DESCRIPTION OF THE TASK ▸
In the entries below, find every line with "loading" and copy it.
------------------------------------
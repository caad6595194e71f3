//! Startup duration probe
//!
//! Media resources only know a source's duration after its metadata has
//! loaded, and there is only one resource. The probe therefore walks the
//! track list one source at a time:
//!
//! 1. load track `i`
//! 2. on `MetadataReady { duration }`: show the duration on track `i`, add it
//!    to the running total, then load track `i + 1`
//! 3. after the last track: show the total, seed the volume slider from the
//!    resource and unload the resource so real playback starts from idle
//!
//! A source that never reports metadata stalls the probe for good. There is
//! no timeout.

use std::collections::VecDeque;

use tracing::{debug, info, trace};

use crate::display::{ControlPanel, TrackDisplay};
use crate::format::format_time;
use crate::media::MediaResource;
use crate::volume::volume_to_level;

/// Progress of the duration probe
#[derive(Debug, Clone, Copy, PartialEq)]
pub enum ProbeStatus {
    /// Waiting for metadata of track `index`
    Pending { index: usize },

    /// Every track has been measured
    Complete {
        /// Sum of all finite durations, in seconds
        total: f64,
    },
}

impl ProbeStatus {
    pub fn is_complete(&self) -> bool {
        matches!(self, ProbeStatus::Complete { .. })
    }
}

/// Sequential duration probe over the whole track list
#[derive(Debug, Clone)]
pub struct DurationProbe {
    /// Tracks not loaded yet, in list order
    pending: VecDeque<usize>,

    /// Track whose metadata is being loaded
    loading: Option<usize>,

    /// Accumulated duration in seconds
    total: f64,

    status: ProbeStatus,
}

impl DurationProbe {
    /// Start probing: loads the first track (or completes at once for an
    /// empty list)
    pub fn start<M, T, C>(media: &mut M, tracks: &mut [T], controls: &mut C) -> Self
    where
        M: MediaResource,
        T: TrackDisplay,
        C: ControlPanel,
    {
        let mut probe = Self {
            pending: (0..tracks.len()).collect(),
            loading: None,
            total: 0.0,
            status: ProbeStatus::Pending { index: 0 },
        };

        debug!(tracks = tracks.len(), "Starting duration probe");
        probe.advance(media, tracks, controls);
        probe
    }

    /// Current progress
    pub fn status(&self) -> ProbeStatus {
        self.status
    }

    /// Accumulated duration so far, in seconds
    pub fn total(&self) -> f64 {
        self.total
    }

    /// Record the duration of the track being loaded and load the next one
    pub fn on_metadata_ready<M, T, C>(
        &mut self,
        duration: f64,
        media: &mut M,
        tracks: &mut [T],
        controls: &mut C,
    ) -> ProbeStatus
    where
        M: MediaResource,
        T: TrackDisplay,
        C: ControlPanel,
    {
        let Some(index) = self.loading.take() else {
            trace!(duration, "Metadata outside of an active probe step, ignoring");
            return self.status;
        };

        if let Some(track) = tracks.get_mut(index) {
            track.set_total_time(&format_time(duration));
        }

        if duration.is_finite() && duration > 0.0 {
            self.total += duration;
        }

        trace!(index, duration, total = self.total, "Probed track duration");
        self.advance(media, tracks, controls)
    }

    fn advance<M, T, C>(&mut self, media: &mut M, tracks: &mut [T], controls: &mut C) -> ProbeStatus
    where
        M: MediaResource,
        T: TrackDisplay,
        C: ControlPanel,
    {
        // Skip indices that disappeared; the list is fixed for the session
        while let Some(index) = self.pending.pop_front() {
            if let Some(track) = tracks.get(index) {
                media.set_source(Some(track.locator()));
                self.loading = Some(index);
                self.status = ProbeStatus::Pending { index };
                return self.status;
            }
        }

        self.finish(media, controls)
    }

    fn finish<M, C>(&mut self, media: &mut M, controls: &mut C) -> ProbeStatus
    where
        M: MediaResource,
        C: ControlPanel,
    {
        controls.set_text(&format_time(self.total));
        controls.set_value(volume_to_level(media.volume()));
        media.set_source(None);

        info!(
            total_seconds = self.total,
            total = %format_time(self.total),
            "Duration probe complete"
        );

        self.status = ProbeStatus::Complete { total: self.total };
        self.status
    }
}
------------------------------------
REPLY ▸
    loading: Option<usize>,
            loading: None,
        let Some(index) = self.loading.take() else {
                self.loading = Some(index);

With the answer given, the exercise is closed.